Oh whoa, wait, I forget! The city can figure out how to make money from it!!! Of course!!!

Really, I am so disgusted I could spit.

It’s like they’re deliberately trying to accumulate worthless overpriced junk. The “fast ferry,” which still sits in dry dock because nobody else is a big enough sucker to buy it. Renaissance Square, the performing arts center cum bus station that nobody wants and for which we’ll be paying some undisclosed amount to keep solvent until it’s knocked down for a parking lot or something some day. And now Midtown.

If it wasn’t my money they’re wasting I’d find this hilarious.

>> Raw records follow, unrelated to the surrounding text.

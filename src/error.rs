use std::path::PathBuf;
use thiserror::Error;

use crate::segmentation::Roi;

/// Failures the measurement pipeline and the trend predictor can report
#[derive(Debug, Error)]
pub enum AnalysisError {
    #[error("video source {} is unavailable: {reason}", .path.display())]
    SourceUnavailable { path: PathBuf, reason: String },

    #[error("need at least {needed} samples to fit a trend, got {got}")]
    InsufficientData { needed: usize, got: usize },

    #[error("region {roi} does not fit inside a {frame_width}x{frame_height} frame")]
    RegionOutOfBounds {
        roi: Roi,
        frame_width: u32,
        frame_height: u32,
    },

    #[error("frame and area series differ in length ({frames} vs {areas})")]
    LengthMismatch { frames: usize, areas: usize },

    #[error("cannot project {horizon} frames from frame {start} (at most {max})")]
    HorizonOutOfRange { start: u64, horizon: u64, max: u64 },

    #[error("invalid HSV color: {0}")]
    InvalidColor(String),

    #[error("invalid region: {0}")]
    InvalidRegion(String),
}
mod area;
mod color;
mod contours;
mod hsv;
mod roi;
pub mod types;

pub use area::AreaMeasurer;
pub use color::ColorSegmenter;
pub use contours::translate;
pub use hsv::{HsvColor, HsvRange};
pub use roi::Roi;
pub use types::Measurement;
use super::color::in_range;
use super::contours::find_external_contours;
use super::hsv::{convert_to_hsv, HsvRange};
use super::types::{Mask, Measurement};
use image::RgbImage;

/// Counts the dark pixels left after segmentation
///
/// Pixels zeroed by the segmenter count as dark too, so the area grows
/// with everything outside the surface color range plus any genuinely
/// dark material.
#[derive(Debug, Clone, Copy, Default)]
pub struct AreaMeasurer {
    dark: HsvRange,
}

impl AreaMeasurer {
    pub fn new(dark: HsvRange) -> Self {
        Self { dark }
    }

    /// Mask of the pixels inside the dark range
    pub fn dark_mask(&self, masked: &RgbImage) -> Mask {
        in_range(&convert_to_hsv(masked), &self.dark)
    }

    /// Count the dark pixels and trace their outer boundaries
    pub fn measure(&self, masked: &RgbImage) -> Measurement {
        let _span = tracing::debug_span!("measure").entered();

        let mask = self.dark_mask(masked);
        Measurement {
            area: count_non_zero(&mask),
            contours: find_external_contours(&mask),
        }
    }
}

/// Number of set pixels in a mask
pub fn count_non_zero(mask: &Mask) -> u64 {
    mask.pixels().filter(|p| p[0] != 0).count() as u64
}

#[cfg(test)]
mod tests {
    use super::*;
    use image::Rgb;

    fn solid(width: u32, height: u32, color: [u8; 3]) -> RgbImage {
        RgbImage::from_pixel(width, height, Rgb(color))
    }

    #[test]
    fn all_black_region_is_fully_counted() {
        let measurement = AreaMeasurer::default().measure(&solid(40, 25, [0, 0, 0]));

        assert_eq!(measurement.area, 40 * 25);
        assert_eq!(measurement.contours.len(), 1);
    }

    #[test]
    fn all_white_region_has_no_area() {
        let measurement = AreaMeasurer::default().measure(&solid(40, 25, [255, 255, 255]));

        assert_eq!(measurement.area, 0);
        assert!(measurement.contours.is_empty());
    }

    #[test]
    fn area_matches_a_naive_scan() {
        // pseudo-random pattern with values straddling the dark threshold
        let image = RgbImage::from_fn(64, 48, |x, y| {
            let n = (x * 7919 + y * 104729 + x * y * 31) % 97;
            let v = (n as u8).wrapping_mul(3);
            Rgb([v, v / 2, v / 3])
        });
        let measurer = AreaMeasurer::default();

        let naive = image
            .pixels()
            .filter(|p| p.0.iter().copied().max().unwrap_or(0) <= 50)
            .count() as u64;

        assert_eq!(measurer.measure(&image).area, naive);
        assert_eq!(count_non_zero(&measurer.dark_mask(&image)), naive);
    }

    #[test]
    fn custom_dark_range_is_respected() {
        use crate::segmentation::HsvColor;

        let image = solid(10, 10, [60, 60, 60]);
        assert_eq!(AreaMeasurer::default().measure(&image).area, 0);

        let wider = AreaMeasurer::new(HsvRange::new(
            HsvColor::new(0, 0, 0),
            HsvColor::new(180, 255, 60),
        ));
        assert_eq!(wider.measure(&image).area, 100);
    }
}
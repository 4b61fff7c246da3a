mod image_sequence;
mod video_file;

pub use image_sequence::ImageSequence;
pub use video_file::VideoFile;

use crate::error::AnalysisError;
use anyhow::Result;
use image::RgbImage;
use std::path::Path;

/// Trait for sequential frame sources
pub trait FrameSource {
    /// Read the next frame, or `None` once the source is exhausted
    fn next_frame(&mut self) -> Result<Option<RgbImage>>;

    /// Get the resolution of the frames this source produces
    fn resolution(&self) -> (u32, u32);
}

impl<S: FrameSource + ?Sized> FrameSource for Box<S> {
    fn next_frame(&mut self) -> Result<Option<RgbImage>> {
        (**self).next_frame()
    }

    fn resolution(&self) -> (u32, u32) {
        (**self).resolution()
    }
}

/// Open a video file, or a directory of still frames
pub fn open_source<P: AsRef<Path>>(path: P) -> Result<Box<dyn FrameSource>, AnalysisError> {
    let path = path.as_ref();

    if !path.exists() {
        return Err(AnalysisError::SourceUnavailable {
            path: path.to_path_buf(),
            reason: "no such file or directory".to_string(),
        });
    }

    if path.is_dir() {
        Ok(Box::new(ImageSequence::open(path)?))
    } else {
        Ok(Box::new(VideoFile::open(path)?))
    }
}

UPDATE: Welcome, 2Blowhards readers, and thanks Michael for the link :-)

“A certain level of subsidy”

Here’s Monroe county exec Maggie Brooks at the unveiling of the design for the performing arts center piece of Rochester’s proposed Renaissance square:

Other questions weren’t answered so completely. One suggested that there may be a $2 million annual operating loss for the performing arts center and a $3 million loss for the bus station. County Executive Maggie Brooks rejected the question’s premise. “Those figures aren’t accurate,” she said.

Brooks admitted, though, that the project might not be self-sustaining.

“I think it would be disingenuous to say there won’t be any subsidy at all,” Brooks said. “There is a certain level of subsidy that the community will accept.”

To minimize that subsidy, Brooks said, the project’s principals have adhered to a guideline of “What is affordable, what is sustainable.”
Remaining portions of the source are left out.